Strength Exercises Based on One Repetition Max Lift or Progressive Overload
My strength training incorporates the major muscle groups, as well as the secondary support or stabilizing muscles. The body is an integrated “machine” that functions dynamically, based on demands and the signals sent by the brain, both consciously and unconsciously. The same thing happens when you swim, bike or run. Everything plays i’s part, and all parts are important to performance efficiency. My starting weight for any of the following exercises is based on a One Rep Maximum Lift. After a few warmup lifts at a lighter weight, I’ll perform a single repetition at what I think would be the maximum weight I can lift for that exercise. This sets the initial baseline weight in my base period of training or when coming out of any extended off-season…which quite honestly has not been more than a couple of weeks for a few years now. It’s also a good place to start if you’ve been slowly working at or maintaining strength training.
For those just starting out in a training program, I would suggest a Progressive Overload method of coming up to your base. This would be working for the first three to four weeks just performing the exercises in about 12 repetition sets, and increasing the weight as you begin to feel stronger. The intention with all of these exercises is train the muscles to near exhaustion, but only through recovery will they become stronger. Depending on what phase of your training plan you’re in, the reps performed could be anywhere from 8-10 and even up to as many as 20 reps. The actual weight will vary between 40% and 80% of the One Repetition Maximum, again, training phase dependent.
Adductor & Abductor Machine ~ This is sometimes a combination machine. You know the one I speak of, because we fear it.
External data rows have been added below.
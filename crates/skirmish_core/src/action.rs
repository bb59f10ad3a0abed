//! Purchase actions and their execution.
//!
//! An [`Action`] is what a decision source hands back each poll. On the wire
//! it is the flat record `{"action_type": 0|1, "base_id": i, "unit_type": k}`
//! where `base_id` is an index into the acting team's base list.

use rand::Rng;
use serde::{Deserialize, Serialize};
use tracing::warn;

use crate::error::{GameError, Result};
use crate::rng::GameRng;
use crate::team::Team;
use crate::unit::{UnitId, UnitKind};
use crate::world::World;

/// Wire code of [`Action::Wait`].
pub const ACTION_WAIT: i32 = 0;

/// Wire code of [`Action::Spawn`].
pub const ACTION_SPAWN: i32 = 1;

/// A team decision.
#[derive(Debug, Clone, Copy, Default, PartialEq, Eq, Hash, Serialize, Deserialize)]
#[serde(try_from = "RawAction", into = "RawAction")]
pub enum Action {
    /// Do nothing this poll.
    #[default]
    Wait,
    /// Buy a unit at one of the team's bases.
    Spawn {
        /// Index into the team's base list. Out of range or dead bases are
        /// replaced by a random living base when executed.
        base_index: i32,
        /// Unit kind code (0..=4). Any other value fails execution.
        unit_type: i32,
    },
}

impl Action {
    /// Spawn action for a known unit kind.
    #[must_use]
    pub const fn spawn(base_index: i32, kind: UnitKind) -> Self {
        Self::Spawn {
            base_index,
            unit_type: kind.code(),
        }
    }

    /// Whether this is [`Action::Wait`].
    #[must_use]
    pub const fn is_wait(&self) -> bool {
        matches!(self, Self::Wait)
    }

    /// Parse an action payload.
    ///
    /// # Errors
    ///
    /// Returns [`GameError::MalformedAction`] if the payload is not a valid
    /// action record.
    ///
    /// # Example
    ///
    /// ```
    /// use skirmish_core::action::Action;
    ///
    /// let action = Action::from_json(r#"{"action_type": 1, "base_id": 2, "unit_type": 3}"#).unwrap();
    /// assert_eq!(action, Action::Spawn { base_index: 2, unit_type: 3 });
    /// assert!(Action::from_json("{}").is_err());
    /// ```
    pub fn from_json(payload: &str) -> Result<Self> {
        serde_json::from_str(payload).map_err(|e| GameError::MalformedAction(e.to_string()))
    }

    /// Encode as an action payload.
    ///
    /// # Errors
    ///
    /// Returns [`GameError::MalformedAction`] if encoding fails.
    pub fn to_json(&self) -> Result<String> {
        serde_json::to_string(self).map_err(|e| GameError::MalformedAction(e.to_string()))
    }
}

/// Flat wire form of [`Action`].
#[derive(Debug, Clone, Copy, Serialize, Deserialize)]
struct RawAction {
    action_type: i32,
    #[serde(default = "unset")]
    base_id: i32,
    #[serde(default = "unset")]
    unit_type: i32,
}

const fn unset() -> i32 {
    -1
}

impl TryFrom<RawAction> for Action {
    type Error = String;

    fn try_from(raw: RawAction) -> std::result::Result<Self, Self::Error> {
        match raw.action_type {
            ACTION_WAIT => Ok(Self::Wait),
            ACTION_SPAWN => Ok(Self::Spawn {
                base_index: raw.base_id,
                unit_type: raw.unit_type,
            }),
            other => Err(format!("unknown action_type {other}")),
        }
    }
}

impl From<Action> for RawAction {
    fn from(action: Action) -> Self {
        match action {
            Action::Wait => Self {
                action_type: ACTION_WAIT,
                base_id: unset(),
                unit_type: unset(),
            },
            Action::Spawn {
                base_index,
                unit_type,
            } => Self {
                action_type: ACTION_SPAWN,
                base_id: base_index,
                unit_type,
            },
        }
    }
}

/// Why an action failed to execute.
#[derive(Debug, Clone, Copy, PartialEq, Eq, Serialize, Deserialize)]
pub enum RejectReason {
    /// The unit kind code is not one of the five kinds.
    InvalidUnitKind(i32),
    /// The team could not afford the unit.
    InsufficientEnergy,
    /// No free cell near the chosen base.
    NoSpawnCell,
    /// The payload could not be parsed.
    Malformed,
}

/// Result of executing an [`Action`].
#[derive(Debug, Clone, Copy, PartialEq, Eq, Serialize, Deserialize)]
pub enum ActionOutcome {
    /// The action was a wait.
    Waited,
    /// A unit was bought.
    Spawned {
        /// New unit.
        unit_id: UnitId,
        /// Team-relative index of the base actually used.
        base_index: usize,
        /// Kind bought.
        kind: UnitKind,
    },
    /// The team has no living base; nothing happened but the action counts
    /// as executed.
    NoLivingBase,
    /// The action could not be executed. The world is unchanged.
    Rejected(RejectReason),
}

impl ActionOutcome {
    /// Everything except a rejection counts as success.
    #[must_use]
    pub const fn is_success(&self) -> bool {
        !matches!(self, Self::Rejected(_))
    }

    /// Whether polling the same team again this turn is pointless.
    #[must_use]
    pub const fn ends_polling(&self) -> bool {
        matches!(self, Self::Waited | Self::Rejected(_))
    }
}

/// Execute `action` for `team`.
///
/// A stale base index (out of range or destroyed) is replaced by a random
/// living base drawn from `rng`. Failures never mutate the world.
pub fn apply_action(world: &mut World, team: Team, action: Action, rng: &mut GameRng) -> ActionOutcome {
    let Action::Spawn {
        base_index,
        unit_type,
    } = action
    else {
        return ActionOutcome::Waited;
    };

    let requested = usize::try_from(base_index)
        .ok()
        .and_then(|index| world.team_base_id(team, index).map(|id| (index, id)))
        .filter(|(_, id)| world.base(*id).is_some_and(crate::unit::Base::is_alive));

    let (index, base_id) = match requested {
        Some(found) => found,
        None => {
            let living = world.living_base_indices(team);
            if living.is_empty() {
                return ActionOutcome::NoLivingBase;
            }
            let index = living[rng.gen_range(0..living.len())];
            match world.team_base_id(team, index) {
                Some(id) => (index, id),
                None => return ActionOutcome::NoLivingBase,
            }
        }
    };

    let Some(kind) = UnitKind::from_code(unit_type) else {
        warn!(%team, unit_type, "Rejected action with invalid unit kind");
        return ActionOutcome::Rejected(RejectReason::InvalidUnitKind(unit_type));
    };

    let Some(base_pos) = world.base(base_id).map(|b| b.position) else {
        return ActionOutcome::NoLivingBase;
    };

    match world.purchase_unit(team, kind, base_pos) {
        Ok(unit_id) => ActionOutcome::Spawned {
            unit_id,
            base_index: index,
            kind,
        },
        Err(GameError::InsufficientEnergy { .. }) => {
            ActionOutcome::Rejected(RejectReason::InsufficientEnergy)
        }
        Err(_) => ActionOutcome::Rejected(RejectReason::NoSpawnCell),
    }
}

/// Parse and execute a raw payload. Malformed payloads are logged and
/// rejected without touching the world.
pub fn apply_payload(world: &mut World, team: Team, payload: &str, rng: &mut GameRng) -> ActionOutcome {
    match Action::from_json(payload) {
        Ok(action) => apply_action(world, team, action, rng),
        Err(err) => {
            warn!(%team, error = %err, "Ignoring malformed action");
            ActionOutcome::Rejected(RejectReason::Malformed)
        }
    }
}

#[cfg(test)]
mod tests {
    use super::*;
    use crate::config::GameConfig;
    use crate::map::GameMap;
    use crate::math::Position;
    use crate::rng::seeded_rng;

    fn open_world() -> World {
        World::with_map(GameConfig::default(), GameMap::new(64)).unwrap()
    }

    #[test]
    fn test_wire_format() {
        let json = Action::spawn(1, UnitKind::Cavalry).to_json().unwrap();
        let value: serde_json::Value = serde_json::from_str(&json).unwrap();
        assert_eq!(value["action_type"], 1);
        assert_eq!(value["base_id"], 1);
        assert_eq!(value["unit_type"], 2);

        let wait: serde_json::Value = serde_json::from_str(&Action::Wait.to_json().unwrap()).unwrap();
        assert_eq!(wait["action_type"], 0);
        assert_eq!(wait["base_id"], -1);
    }

    #[test]
    fn test_wait_needs_only_type() {
        assert_eq!(Action::from_json(r#"{"action_type": 0}"#).unwrap(), Action::Wait);
    }

    #[test]
    fn test_unknown_action_type_is_malformed() {
        let err = Action::from_json(r#"{"action_type": 7}"#).unwrap_err();
        assert!(matches!(err, GameError::MalformedAction(_)));
    }

    #[test]
    fn test_wait_is_idempotent() {
        let mut world = open_world();
        let mut rng = seeded_rng(1);
        let before = world.state_hash();
        assert_eq!(apply_action(&mut world, Team::A, Action::Wait, &mut rng), ActionOutcome::Waited);
        assert_eq!(apply_action(&mut world, Team::A, Action::Wait, &mut rng), ActionOutcome::Waited);
        assert_eq!(world.state_hash(), before);
    }

    #[test]
    fn test_spawn_at_requested_base() {
        let mut world = open_world();
        let mut rng = seeded_rng(1);
        let outcome = apply_action(&mut world, Team::B, Action::spawn(2, UnitKind::Archer), &mut rng);
        let ActionOutcome::Spawned { unit_id, base_index, kind } = outcome else {
            panic!("expected spawn, got {outcome:?}");
        };
        assert_eq!(base_index, 2);
        assert_eq!(kind, UnitKind::Archer);
        let unit = world.unit(unit_id).unwrap();
        assert!(unit.position.chebyshev(Position::new(58, 44)) <= 3);
        assert_eq!(world.energy(Team::B), 120);
    }

    #[test]
    fn test_stale_base_is_substituted() {
        let mut world = open_world();
        let mut rng = seeded_rng(1);
        world.base_mut(0).unwrap().take_damage(10_000);
        world.base_mut(1).unwrap().take_damage(10_000);

        for requested in [0, 1, 9, -4] {
            let outcome =
                apply_action(&mut world, Team::A, Action::spawn(requested, UnitKind::Doctor), &mut rng);
            assert!(matches!(outcome, ActionOutcome::Spawned { base_index: 2, .. }));
            world.add_energy(Team::A, 80);
        }
    }

    #[test]
    fn test_no_living_base_is_noop_success() {
        let mut world = open_world();
        let mut rng = seeded_rng(1);
        for id in 0..3 {
            world.base_mut(id).unwrap().take_damage(10_000);
        }
        let outcome = apply_action(&mut world, Team::A, Action::spawn(0, UnitKind::Archer), &mut rng);
        assert_eq!(outcome, ActionOutcome::NoLivingBase);
        assert!(outcome.is_success());
        assert!(!outcome.ends_polling());
        assert_eq!(world.energy(Team::A), 200);
    }

    #[test]
    fn test_invalid_kind_fails() {
        let mut world = open_world();
        let mut rng = seeded_rng(1);
        let action = Action::Spawn { base_index: 0, unit_type: 9 };
        let outcome = apply_action(&mut world, Team::A, action, &mut rng);
        assert_eq!(outcome, ActionOutcome::Rejected(RejectReason::InvalidUnitKind(9)));
        assert_eq!(world.energy(Team::A), 200);
    }

    #[test]
    fn test_unaffordable_spawn_fails() {
        let mut world = open_world();
        let mut rng = seeded_rng(1);
        assert!(world.spend_energy(Team::A, 150));
        let outcome = apply_action(&mut world, Team::A, Action::spawn(0, UnitKind::Cavalry), &mut rng);
        assert_eq!(outcome, ActionOutcome::Rejected(RejectReason::InsufficientEnergy));
        assert_eq!(world.energy(Team::A), 50);
    }

    #[test]
    fn test_malformed_payload_rejected() {
        let mut world = open_world();
        let mut rng = seeded_rng(1);
        let outcome = apply_payload(&mut world, Team::A, "not json", &mut rng);
        assert_eq!(outcome, ActionOutcome::Rejected(RejectReason::Malformed));
    }
}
Subjecting yourself to a machine that wants to treat your legs like a wishbone is no picnic, but neither is a pulled adductor or gluteus medius.
Biceps & Triceps ~ Swimming and biking place demands on these muscle groups for good stroke recovery and pull phase, and climbing seated or standing.
Hip Extensions & Flexions ~ Strong hips will benefits your kick in swimming, pedal stroke in biking and gait or stride in running. An extension gets the gluteus firing, while a flexion fires the sartorius, what we refer to as our hip flexor. The hip flexor plays an important role in bringing the knee up and forward, especially on the bike and run. It’s not a very large muscle and tends to exhaust fairly easily. Train it well and you’ll feel the difference.
Shoulder Press & Chest Press ~ Again, swimming muscles for strong propulsion through the water, as well as arm carry and swing on the run.
Leg Extension & Leg Curl ~ Strengthens the quads and hamstrings for power on the bike and run.
Seated Row & Lat Pulldowns ~ Works the large latissimus muscles of the back, for strength after the “catch” and during the “pull” phases of your swim stroke.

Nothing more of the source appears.